Task: Pick out each line below containing "html".

Data for review:
//! Responses synthesized when every strategy has failed. Nothing here touches
//! the network or the store, so none of it can fail.

use crate::entry::CachedResponse;
use crate::fetch::{Destination, RequestInfo};

/// Path the offline page is cached under at install.
pub const OFFLINE_URL: &str = "/offline.html";

/// Marks a synthesized response.
pub const FALLBACK_HEADER: &str = "x-sw-fallback";

const OFFLINE_PAGE: &str = r#"<!DOCTYPE html>
<html lang="en">
<head>
<meta charset="utf-8">
<meta name="viewport" content="width=device-width, initial-scale=1">
<title>You're offline</title>
<style>
  body { margin: 0; min-height: 100vh; display: flex; align-items: center; justify-content: center;
         font-family: -apple-system, BlinkMacSystemFont, "Segoe UI", Roboto, sans-serif;
         background: linear-gradient(135deg, #0f172a, #1e293b); color: #e2e8f0; }
  main { max-width: 28rem; padding: 2rem; text-align: center; }
  h1 { font-size: 1.75rem; margin-bottom: 0.5rem; }
  p { line-height: 1.5; color: #94a3b8; }
  button { margin-top: 1.5rem; padding: 0.75rem 1.5rem; border: 0; border-radius: 999px;
           background: #38bdf8; color: #0f172a; font-weight: 600; cursor: pointer; }
</style>
</head>
<body>
<main>
  <h1>You're offline</h1>
  <p>This page isn't available without a connection. Pages you have already
  visited still work, and everything will sync again once you're back online.</p>
  <button type="button" onclick="window.location.reload()">Try again</button>
</main>
</body>
</html>
"#;

const PLACEHOLDER_SVG: &str = r##"<svg xmlns="http://www.w3.org/2000/svg" width="400" height="300" viewBox="0 0 400 300"><rect width="400" height="300" fill="#e2e8f0"/><path d="M150 190l40-50 30 36 20-24 40 38z" fill="#94a3b8"/><circle cx="250" cy="110" r="16" fill="#94a3b8"/><text x="200" y="250" font-family="sans-serif" font-size="16" fill="#64748b" text-anchor="middle">Image unavailable offline</text></svg>"##;

/// The offline fallback document (what install caches under [`OFFLINE_URL`]).
pub fn offline_page() -> CachedResponse {
    CachedResponse::new(
        200,
        vec![
            ("content-type".into(), "text/html; charset=utf-8".into()),
            (FALLBACK_HEADER.into(), "offline".into()),
        ],
        OFFLINE_PAGE,
    )
}

/// Placeholder for images. Built on demand, never cached.
pub fn placeholder_image() -> CachedResponse {
    CachedResponse::new(
        200,
        vec![
            ("content-type".into(), "image/svg+xml".into()),
            ("cache-control".into(), "no-store".into()),
            (FALLBACK_HEADER.into(), "placeholder".into()),
        ],
        PLACEHOLDER_SVG,
    )
}

/// Generic failure for everything that is neither a page nor an image.
pub fn network_error() -> CachedResponse {
    CachedResponse::new(
        408,
        vec![
            ("content-type".into(), "text/plain; charset=utf-8".into()),
            (FALLBACK_HEADER.into(), "error".into()),
        ],
        "Network error: you appear to be offline",
    )
}

/// Pick the fallback for a request that nothing could serve. `cached_offline`
/// is the installed offline page, if the store still has it.
pub fn for_request(req: &RequestInfo, cached_offline: Option<&CachedResponse>) -> CachedResponse {
    match req.destination {
        Destination::Document => cached_offline.cloned().unwrap_or_else(offline_page),
        Destination::Image => placeholder_image(),
        _ => network_error(),
    }
}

Answer section:
pub const OFFLINE_URL: &str = "/offline.html";
const OFFLINE_PAGE: &str = r#"<!DOCTYPE html>
<html lang="en">
</html>
            ("content-type".into(), "text/html; charset=utf-8".into()),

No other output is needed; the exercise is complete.